Nieuwe Herengracht 143

Published 1 May 2018
By Julia van der Krieke

In 1734, an Amsterdammer had to sell part of his stately canal house on the Nieuwe Herengracht, number 143. His son-in-law had gambled away a hundred thousand guilders, nearly their whole family fortune, in one crazy night. Jacob Abrabanel, the owner of the house, was a member of the Portuguese Jewish community in Amsterdam, as his family had been for over a hundred years. In 1720, Abrabanel had bought the four plots on the canal that made up the expansive complex still standing today. The large part in the middle was destined for him, the two smaller side houses for his daughters Ribca and Simcha and their husbands, sons of Jacob’s brother.
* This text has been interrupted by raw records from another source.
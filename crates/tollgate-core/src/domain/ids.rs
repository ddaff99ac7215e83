//! Domain identifiers (strongly-typed IDs).
//!
//! # ULID ベースの ID
//! 各リクエストには ULID (Universally Unique Lexicographically Sortable Identifier)
//! を割り当てます。生成順でソートできるので、ログ上でも admission 順が追いやすい。
//!
//! `Id<T>` は Phantom type パターンで、`T` は実行時には使わないマーカー型です。
//! 複数の ID 種別を混同できないようにコンパイル時に区別します。

use std::fmt;
use std::marker::PhantomData;

use chrono::Utc;
use serde::{Deserialize, Serialize};
use ulid::Ulid;

/// Marker trait for each ID kind.
///
/// Provides the prefix used by `Display` (e.g. "req-").
pub trait IdMarker: Send + Sync + 'static {
    fn prefix() -> &'static str;
}

/// Generic ULID-backed identifier.
#[repr(transparent)]
#[derive(Debug, Clone, Copy, PartialEq, Eq, Hash, PartialOrd, Ord, Serialize, Deserialize)]
pub struct Id<T: IdMarker> {
    ulid: Ulid,
    #[serde(skip)]
    _marker: PhantomData<T>,
}

impl<T: IdMarker> Id<T> {
    pub fn from_ulid(ulid: Ulid) -> Self {
        Self {
            ulid,
            _marker: PhantomData,
        }
    }

    /// Generate a fresh id from the current wall clock plus random bits.
    pub fn generate() -> Self {
        let timestamp_ms = Utc::now().timestamp_millis().max(0) as u64;
        Self::from_ulid(Ulid::from_parts(timestamp_ms, rand::random()))
    }

    pub fn as_ulid(&self) -> Ulid {
        self.ulid
    }
}

impl<T: IdMarker> From<Ulid> for Id<T> {
    fn from(ulid: Ulid) -> Self {
        Self::from_ulid(ulid)
    }
}

impl<T: IdMarker> fmt::Display for Id<T> {
    fn fmt(&self, f: &mut fmt::Formatter<'_>) -> fmt::Result {
        write!(f, "{}{}", T::prefix(), self.ulid)
    }
}

/// Marker for a submitted request.
#[derive(Debug, Clone, Copy, PartialEq, Eq, Hash, PartialOrd, Ord)]
pub enum Request {}

impl IdMarker for Request {
    fn prefix() -> &'static str {
        "req-"
    }
}

/// Identifier of one submitted request (one `QueueItem`).
pub type RequestId = Id<Request>;
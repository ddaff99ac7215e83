//! Decision model: what happens after a failed attempt.
//!
//! Deciders are pure functions: given the attempt number and the observed
//! failure they return the next action without side effects. Carrying out
//! the decision (sleeping, re-invoking, delivering) is the governor's job.

use std::time::Duration;

use super::failure::{ErrorKind, Failure};
use crate::queue::RetryPolicy;

/// The next action for an item whose attempt just failed.
#[derive(Debug, Clone, PartialEq)]
pub enum Decision {
    /// Sleep for `delay`, then run the next attempt.
    Retry { delay: Duration, kind: ErrorKind },

    /// Deliver the failure to the caller. Terminal.
    Deliver { kind: ErrorKind, reason: String },
}

impl Decision {
    pub fn is_retry(&self) -> bool {
        matches!(self, Decision::Retry { .. })
    }
}

/// Decides the next action from the failed attempt number and its failure.
pub trait Decider: Send + Sync {
    fn decide(&self, attempt: u32, failure: &Failure) -> Decision;
}

/// Classification + attempt ceiling + exponential backoff.
#[derive(Debug, Clone, Default)]
pub struct DefaultDecider {
    retry_policy: RetryPolicy,
}

impl DefaultDecider {
    pub fn new(retry_policy: RetryPolicy) -> Self {
        Self { retry_policy }
    }

    pub fn retry_policy(&self) -> &RetryPolicy {
        &self.retry_policy
    }
}

impl Decider for DefaultDecider {
    fn decide(&self, attempt: u32, failure: &Failure) -> Decision {
        let kind = failure.kind();
        if self.retry_policy.should_retry(attempt, kind) {
            return Decision::Retry {
                delay: self.retry_policy.next_delay(attempt),
                kind,
            };
        }

        let reason = if kind.is_retryable() {
            format!(
                "max attempts reached: {}/{}",
                attempt, self.retry_policy.max_attempts
            )
        } else {
            format!("{kind} error is not retryable")
        };
        Decision::Deliver { kind, reason }
    }
}

#[cfg(test)]
mod tests {
    use super::*;

    fn decider() -> DefaultDecider {
        DefaultDecider::new(RetryPolicy::new(3, Duration::from_millis(100)))
    }

    #[test]
    fn server_error_is_retried_with_backoff() {
        let d = decider();
        let failure = Failure::status(503, "unavailable");

        assert_eq!(
            d.decide(1, &failure),
            Decision::Retry {
                delay: Duration::from_millis(100),
                kind: ErrorKind::Server
            }
        );
        assert_eq!(
            d.decide(2, &failure),
            Decision::Retry {
                delay: Duration::from_millis(200),
                kind: ErrorKind::Server
            }
        );
    }

    #[test]
    fn retries_stop_at_ceiling() {
        let d = decider();
        let decision = d.decide(3, &Failure::no_response("reset"));
        match decision {
            Decision::Deliver { kind, reason } => {
                assert_eq!(kind, ErrorKind::Network);
                assert!(reason.contains("3/3"));
            }
            other => panic!("expected Deliver, got {other:?}"),
        }
    }

    #[test]
    fn auth_error_is_delivered_on_first_attempt() {
        let d = decider();
        let decision = d.decide(1, &Failure::status(401, "unauthorized"));
        assert!(!decision.is_retry());
        assert!(matches!(
            decision,
            Decision::Deliver {
                kind: ErrorKind::Auth,
                ..
            }
        ));
    }

    #[test]
    fn classification_does_not_depend_on_attempt() {
        let d = decider();
        let failure = Failure::status(404, "missing");
        for attempt in 1..=5 {
            assert!(matches!(
                d.decide(attempt, &failure),
                Decision::Deliver {
                    kind: ErrorKind::Client,
                    ..
                }
            ));
        }
    }
}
A hundred years prior to this moment, in September 1624, a testament was signed by another Abrabanel in Amsterdam, including his two daughters, Ester and Rachel. These girls were the ancestors of Ribca and Simcha who would later come to live on the Nieuwe Herengracht. In 1624, the Sephardic community of Amsterdam had slowly gained acceptance in a more public manner, the three synagogues belonging to distinct religious congregations until their unification in 1639 were well-known, even abroad. However, the community was transitioning still from Catholic Spain and Portugal to Calvinist Holland and drifting between insider and outsider. The ground they stood on might have felt more wobbly to them than the one in 1720. Nevertheless, elite members from the Portuguese Nation, a minority group, such as the Abrabanels, were excellent at adjusting to their surroundings like chameleons.

On the 10th of April 1720, Jacob Abrabanel signed the instrument with regard to the purchase of the plots to build his houses on with Notary van Achthoven. Abrabanel was planning. The big house would have at least five toilets, the little houses one each. The sewer would be modern as well, constructed of stone, not wood, and there would be a large kettle in the big house providing hot water at all times. On the first floor of his living quarters, the white stucco ceiling covered with putti and floral elements was designed by Dutch artist Jan van Logteren. The walls of this room were purple and red in colour, all according to the latest fashion in the style of Louis XIV, moving into the rococo era. Around the corner of the house stood, and still stands, the great Esnoga, the large Portuguese synagogue built in 1675. Jacob Abrabanel would be able to walk there on Shabbat if he wanted to. The neighbourhood was full of acquaintances and family members of the community, and the house would be a prestigious and noticeable fort where the family would be safe and comfortable, more than comfortable, if not for the great catastrophe of 1734. The house was sold to an acquaintance from the Portuguese community and later again and again.


Standing in front of the house today, three hundred years after it was built, I think of the saying that survived amongst some Sephardim: Ya basta mi nombre ke es Abravanel. It is enough that my name is Abravanel. The name tells the story, a family with an elite reputation. The house has had many inhabitants, was squatted in 1980 and is now owned by the municipality who rents it out in units for communal living. Until 1806, different Jewish families lived in this house, but does that make it Jewish heritage? Would the house have shown signs of “Jewishness” in a religious or cultural sense? It is unclear. The interior, at least, seems to have been simply a modern one, even more French than Portuguese or Spanish. They were chameleons, these Abravanels, trying to live their time, their context and their surroundings, with an identity that was as in motion as their home. They would have overlooked vast fields of nothingness, apart from a few gardens, as most of the surroundings were not yet inhabited. A new neighbourhood. Now, opposite the house stands the Wertheimpark, the oldest park of Amsterdam. It was a gift from the city to Napoleon in the year 1812, named after another Amsterdam Jew in 1898, in yet another time and coming from a different community. Two historical figures, Abravanel and Wertheim, now side by side in modern Amsterdam.